Your objective.
For the entries below, the expected answer is the line with "not be reached.", the line with "#[cfg_attr(test, mockall::automock)]", and every line between them, exactly as written, and nothing more.

*** Exercise data ***

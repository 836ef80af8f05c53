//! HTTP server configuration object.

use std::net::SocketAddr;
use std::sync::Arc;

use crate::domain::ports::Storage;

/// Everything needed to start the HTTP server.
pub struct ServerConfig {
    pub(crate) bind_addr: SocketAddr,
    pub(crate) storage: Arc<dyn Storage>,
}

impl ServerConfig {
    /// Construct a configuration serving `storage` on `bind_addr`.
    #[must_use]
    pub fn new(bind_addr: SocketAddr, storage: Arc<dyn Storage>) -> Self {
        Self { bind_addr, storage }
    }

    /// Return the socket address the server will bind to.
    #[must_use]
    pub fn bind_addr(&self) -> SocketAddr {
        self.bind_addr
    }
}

*** End of Exercise data ***
*** Exercise data ***

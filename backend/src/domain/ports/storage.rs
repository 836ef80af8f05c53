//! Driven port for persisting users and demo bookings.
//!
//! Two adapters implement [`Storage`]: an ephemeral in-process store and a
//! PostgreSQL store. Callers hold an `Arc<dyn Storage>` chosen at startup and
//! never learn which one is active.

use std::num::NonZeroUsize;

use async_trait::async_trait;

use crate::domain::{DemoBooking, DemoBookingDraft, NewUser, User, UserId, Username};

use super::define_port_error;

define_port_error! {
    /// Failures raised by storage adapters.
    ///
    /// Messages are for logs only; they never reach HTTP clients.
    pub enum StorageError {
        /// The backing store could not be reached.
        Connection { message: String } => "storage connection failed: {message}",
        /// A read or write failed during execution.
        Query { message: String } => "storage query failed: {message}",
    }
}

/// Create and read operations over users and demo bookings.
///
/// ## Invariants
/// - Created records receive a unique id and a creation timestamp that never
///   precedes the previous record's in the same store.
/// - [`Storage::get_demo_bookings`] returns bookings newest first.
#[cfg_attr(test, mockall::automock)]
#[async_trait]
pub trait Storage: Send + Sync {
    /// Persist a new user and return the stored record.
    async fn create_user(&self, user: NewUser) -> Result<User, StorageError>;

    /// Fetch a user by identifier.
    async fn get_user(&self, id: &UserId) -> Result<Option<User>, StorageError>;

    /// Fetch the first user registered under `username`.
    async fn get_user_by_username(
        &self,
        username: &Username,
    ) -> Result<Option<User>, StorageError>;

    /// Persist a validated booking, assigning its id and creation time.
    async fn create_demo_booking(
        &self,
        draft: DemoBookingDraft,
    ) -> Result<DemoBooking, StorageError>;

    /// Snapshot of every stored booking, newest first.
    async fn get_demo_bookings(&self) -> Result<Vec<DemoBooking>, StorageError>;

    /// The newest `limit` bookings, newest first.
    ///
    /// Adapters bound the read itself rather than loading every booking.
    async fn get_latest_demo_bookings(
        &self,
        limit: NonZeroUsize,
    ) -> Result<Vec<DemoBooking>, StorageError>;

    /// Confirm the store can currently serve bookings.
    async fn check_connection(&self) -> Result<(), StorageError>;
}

*** End of Exercise data ***
*** Exercise data ***

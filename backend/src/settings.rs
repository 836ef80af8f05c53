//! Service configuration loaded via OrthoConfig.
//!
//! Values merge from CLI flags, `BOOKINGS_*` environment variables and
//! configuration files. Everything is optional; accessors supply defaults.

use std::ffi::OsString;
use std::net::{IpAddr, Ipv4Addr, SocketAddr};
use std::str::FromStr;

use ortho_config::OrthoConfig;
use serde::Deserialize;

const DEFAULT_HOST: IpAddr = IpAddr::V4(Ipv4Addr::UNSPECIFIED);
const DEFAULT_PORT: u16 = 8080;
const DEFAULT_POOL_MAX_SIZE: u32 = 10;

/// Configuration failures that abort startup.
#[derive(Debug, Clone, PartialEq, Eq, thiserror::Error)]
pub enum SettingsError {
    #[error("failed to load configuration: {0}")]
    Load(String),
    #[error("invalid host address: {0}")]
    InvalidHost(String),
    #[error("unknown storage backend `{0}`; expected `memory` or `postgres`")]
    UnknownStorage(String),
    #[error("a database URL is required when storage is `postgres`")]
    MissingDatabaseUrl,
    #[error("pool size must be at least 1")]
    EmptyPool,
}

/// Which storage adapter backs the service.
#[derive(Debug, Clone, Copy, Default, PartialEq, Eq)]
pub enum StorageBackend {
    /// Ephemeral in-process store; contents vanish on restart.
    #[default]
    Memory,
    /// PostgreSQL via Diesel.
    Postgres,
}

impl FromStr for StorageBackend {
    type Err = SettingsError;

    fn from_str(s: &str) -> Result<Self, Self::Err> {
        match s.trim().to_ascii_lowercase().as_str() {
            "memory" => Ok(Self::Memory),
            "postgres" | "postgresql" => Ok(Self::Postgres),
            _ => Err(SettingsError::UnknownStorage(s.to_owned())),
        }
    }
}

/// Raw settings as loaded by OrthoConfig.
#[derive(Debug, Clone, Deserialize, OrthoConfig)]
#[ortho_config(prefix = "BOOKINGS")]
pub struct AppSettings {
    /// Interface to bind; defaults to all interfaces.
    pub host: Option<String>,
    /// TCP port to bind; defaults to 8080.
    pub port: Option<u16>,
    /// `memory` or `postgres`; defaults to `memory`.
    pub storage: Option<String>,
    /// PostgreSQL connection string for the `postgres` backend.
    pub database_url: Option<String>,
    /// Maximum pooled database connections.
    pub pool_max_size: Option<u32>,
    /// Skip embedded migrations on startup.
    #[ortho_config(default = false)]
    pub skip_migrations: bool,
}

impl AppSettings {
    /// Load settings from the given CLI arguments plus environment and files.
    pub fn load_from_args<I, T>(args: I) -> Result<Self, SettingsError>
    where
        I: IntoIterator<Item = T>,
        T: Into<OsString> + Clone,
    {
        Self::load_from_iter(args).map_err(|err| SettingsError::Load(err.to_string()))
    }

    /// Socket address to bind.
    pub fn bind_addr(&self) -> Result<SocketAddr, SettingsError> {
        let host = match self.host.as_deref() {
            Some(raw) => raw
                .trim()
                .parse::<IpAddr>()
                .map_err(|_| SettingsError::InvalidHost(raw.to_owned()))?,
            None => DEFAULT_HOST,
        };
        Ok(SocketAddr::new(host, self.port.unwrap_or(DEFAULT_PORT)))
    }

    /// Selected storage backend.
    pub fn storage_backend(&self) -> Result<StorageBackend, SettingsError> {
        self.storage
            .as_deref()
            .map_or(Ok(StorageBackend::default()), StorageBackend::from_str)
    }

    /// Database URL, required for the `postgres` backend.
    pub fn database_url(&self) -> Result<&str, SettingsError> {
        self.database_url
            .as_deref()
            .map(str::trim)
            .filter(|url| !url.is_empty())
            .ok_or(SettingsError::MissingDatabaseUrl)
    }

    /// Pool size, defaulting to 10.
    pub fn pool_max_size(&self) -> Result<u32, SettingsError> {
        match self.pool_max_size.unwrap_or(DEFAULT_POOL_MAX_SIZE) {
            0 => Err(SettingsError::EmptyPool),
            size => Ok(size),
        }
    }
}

*** End of Exercise data ***

Response to the task.
        /// The backing store could not be reached.
        Connection { message: String } => "storage connection failed: {message}",
        /// A read or write failed during execution.
        Query { message: String } => "storage query failed: {message}",
    }
}

/// Create and read operations over users and demo bookings.
///
/// ## Invariants
/// - Created records receive a unique id and a creation timestamp that never
///   precedes the previous record's in the same store.
/// - [`Storage::get_demo_bookings`] returns bookings newest first.
#[cfg_attr(test, mockall::automock)]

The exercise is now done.